◆ What is expected
Retype the entries in full, exactly.
Source material below:
//! Request DTOs with validation.

use serde::{Deserialize, Serialize};
use validator::Validate;

/// Lock request body.
#[derive(Debug, Clone, Serialize, Deserialize, Validate)]
#[serde(rename_all = "camelCase")]
pub struct LockRequest {
    /// Seats to claim together.
    #[serde(alias = "resourceIds")]
    #[validate(length(min = 1, message = "seatIds must not be empty"))]
    pub seat_ids: Vec<String>,
    /// Claim lifetime in whole seconds; the configured default if omitted.
    #[validate(range(min = 1, message = "ttlSeconds must be positive"))]
    pub ttl_seconds: Option<u64>,
}

/// Confirm request body.
#[derive(Debug, Clone, Serialize, Deserialize, Validate)]
#[serde(rename_all = "camelCase")]
pub struct ConfirmRequest {
    /// Token returned by the lock request.
    #[validate(length(min = 1, message = "token is required"))]
    pub token: String,
    /// Seats to confirm.
    #[serde(alias = "resourceIds")]
    #[validate(length(min = 1, message = "seatIds must not be empty"))]
    pub seat_ids: Vec<String>,
}

/// Release request body.
#[derive(Debug, Clone, Serialize, Deserialize, Validate)]
#[serde(rename_all = "camelCase")]
pub struct ReleaseRequest {
    /// Token returned by the lock request.
    #[validate(length(min = 1, message = "token is required"))]
    pub token: String,
    /// Seats to release.
    #[serde(alias = "resourceIds")]
    #[validate(length(min = 1, message = "seatIds must not be empty"))]
    pub seat_ids: Vec<String>,
}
End of Source material.
◆ Answer box
//! Request DTOs with validation.

use serde::{Deserialize, Serialize};
use validator::Validate;

/// Lock request body.
#[derive(Debug, Clone, Serialize, Deserialize, Validate)]
#[serde(rename_all = "camelCase")]
pub struct LockRequest {
    /// Seats to claim together.
    #[serde(alias = "resourceIds")]
    #[validate(length(min = 1, message = "seatIds must not be empty"))]
    pub seat_ids: Vec<String>,
    /// Claim lifetime in whole seconds; the configured default if omitted.
    #[validate(range(min = 1, message = "ttlSeconds must be positive"))]
    pub ttl_seconds: Option<u64>,
}

/// Confirm request body.
#[derive(Debug, Clone, Serialize, Deserialize, Validate)]
#[serde(rename_all = "camelCase")]
pub struct ConfirmRequest {
    /// Token returned by the lock request.
    #[validate(length(min = 1, message = "token is required"))]
    pub token: String,
    /// Seats to confirm.
    #[serde(alias = "resourceIds")]
    #[validate(length(min = 1, message = "seatIds must not be empty"))]
    pub seat_ids: Vec<String>,
}

/// Release request body.
#[derive(Debug, Clone, Serialize, Deserialize, Validate)]
#[serde(rename_all = "camelCase")]
pub struct ReleaseRequest {
    /// Token returned by the lock request.
    #[validate(length(min = 1, message = "token is required"))]
    pub token: String,
    /// Seats to release.
    #[serde(alias = "resourceIds")]
    #[validate(length(min = 1, message = "seatIds must not be empty"))]
    pub seat_ids: Vec<String>,
}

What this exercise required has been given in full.